_Exercise prompt_
The response should contain every record, reproduced exactly.

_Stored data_

+ + + + + + +

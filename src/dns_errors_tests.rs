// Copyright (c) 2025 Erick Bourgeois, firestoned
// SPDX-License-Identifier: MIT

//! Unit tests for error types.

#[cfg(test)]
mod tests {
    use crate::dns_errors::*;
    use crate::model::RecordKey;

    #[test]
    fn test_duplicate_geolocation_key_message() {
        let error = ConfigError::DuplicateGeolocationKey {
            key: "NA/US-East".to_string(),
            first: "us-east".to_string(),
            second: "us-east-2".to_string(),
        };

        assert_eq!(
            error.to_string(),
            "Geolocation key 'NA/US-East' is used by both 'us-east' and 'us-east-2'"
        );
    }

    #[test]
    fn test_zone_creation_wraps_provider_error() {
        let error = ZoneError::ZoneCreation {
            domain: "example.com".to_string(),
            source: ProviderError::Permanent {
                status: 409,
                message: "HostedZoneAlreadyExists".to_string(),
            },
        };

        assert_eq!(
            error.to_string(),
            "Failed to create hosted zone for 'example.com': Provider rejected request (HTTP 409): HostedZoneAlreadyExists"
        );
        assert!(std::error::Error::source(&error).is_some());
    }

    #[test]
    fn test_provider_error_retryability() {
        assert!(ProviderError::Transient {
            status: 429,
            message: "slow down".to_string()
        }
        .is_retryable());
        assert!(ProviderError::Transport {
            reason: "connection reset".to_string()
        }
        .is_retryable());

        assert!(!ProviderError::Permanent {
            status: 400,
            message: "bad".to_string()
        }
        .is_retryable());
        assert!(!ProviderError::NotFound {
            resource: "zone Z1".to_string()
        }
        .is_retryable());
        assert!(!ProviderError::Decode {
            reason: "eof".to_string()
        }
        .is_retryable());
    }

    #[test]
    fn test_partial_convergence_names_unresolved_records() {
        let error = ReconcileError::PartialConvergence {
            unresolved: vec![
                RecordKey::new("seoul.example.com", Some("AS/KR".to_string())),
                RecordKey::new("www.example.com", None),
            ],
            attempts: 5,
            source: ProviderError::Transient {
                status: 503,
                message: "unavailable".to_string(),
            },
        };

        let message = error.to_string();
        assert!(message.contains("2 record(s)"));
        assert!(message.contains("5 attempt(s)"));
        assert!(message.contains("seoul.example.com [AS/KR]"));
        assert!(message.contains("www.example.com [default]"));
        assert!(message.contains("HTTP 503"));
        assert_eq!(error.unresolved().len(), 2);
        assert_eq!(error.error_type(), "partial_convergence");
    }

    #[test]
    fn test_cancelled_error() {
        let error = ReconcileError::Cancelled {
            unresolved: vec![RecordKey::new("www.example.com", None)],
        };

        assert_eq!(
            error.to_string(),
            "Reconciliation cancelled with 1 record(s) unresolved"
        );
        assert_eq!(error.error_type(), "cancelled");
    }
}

+ + + + + + +

_Written solution_
filename src/dns_errors_tests.rs
// Copyright (c) 2025 Erick Bourgeois, firestoned
// SPDX-License-Identifier: MIT

//! Unit tests for error types.

#[cfg(test)]
mod tests {
    use crate::dns_errors::*;
    use crate::model::RecordKey;

    #[test]
    fn test_duplicate_geolocation_key_message() {
        let error = ConfigError::DuplicateGeolocationKey {
            key: "NA/US-East".to_string(),
            first: "us-east".to_string(),
            second: "us-east-2".to_string(),
        };

        assert_eq!(
            error.to_string(),
            "Geolocation key 'NA/US-East' is used by both 'us-east' and 'us-east-2'"
        );
    }

    #[test]
    fn test_zone_creation_wraps_provider_error() {
        let error = ZoneError::ZoneCreation {
            domain: "example.com".to_string(),
            source: ProviderError::Permanent {
                status: 409,
                message: "HostedZoneAlreadyExists".to_string(),
            },
        };

        assert_eq!(
            error.to_string(),
            "Failed to create hosted zone for 'example.com': Provider rejected request (HTTP 409): HostedZoneAlreadyExists"
        );
        assert!(std::error::Error::source(&error).is_some());
    }

    #[test]
    fn test_provider_error_retryability() {
        assert!(ProviderError::Transient {
            status: 429,
            message: "slow down".to_string()
        }
        .is_retryable());
        assert!(ProviderError::Transport {
            reason: "connection reset".to_string()
        }
        .is_retryable());

        assert!(!ProviderError::Permanent {
            status: 400,
            message: "bad".to_string()
        }
        .is_retryable());
        assert!(!ProviderError::NotFound {
            resource: "zone Z1".to_string()
        }
        .is_retryable());
        assert!(!ProviderError::Decode {
            reason: "eof".to_string()
        }
        .is_retryable());
    }

    #[test]
    fn test_partial_convergence_names_unresolved_records() {
        let error = ReconcileError::PartialConvergence {
            unresolved: vec![
                RecordKey::new("seoul.example.com", Some("AS/KR".to_string())),
                RecordKey::new("www.example.com", None),
            ],
            attempts: 5,
            source: ProviderError::Transient {
                status: 503,
                message: "unavailable".to_string(),
            },
        };

        let message = error.to_string();
        assert!(message.contains("2 record(s)"));
        assert!(message.contains("5 attempt(s)"));
        assert!(message.contains("seoul.example.com [AS/KR]"));
        assert!(message.contains("www.example.com [default]"));
        assert!(message.contains("HTTP 503"));
        assert_eq!(error.unresolved().len(), 2);
        assert_eq!(error.error_type(), "partial_convergence");
    }

    #[test]
    fn test_cancelled_error() {
        let error = ReconcileError::Cancelled {
            unresolved: vec![RecordKey::new("www.example.com", None)],
        };

        assert_eq!(
            error.to_string(),
            "Reconciliation cancelled with 1 record(s) unresolved"
        );
        assert_eq!(error.error_type(), "cancelled");
    }
}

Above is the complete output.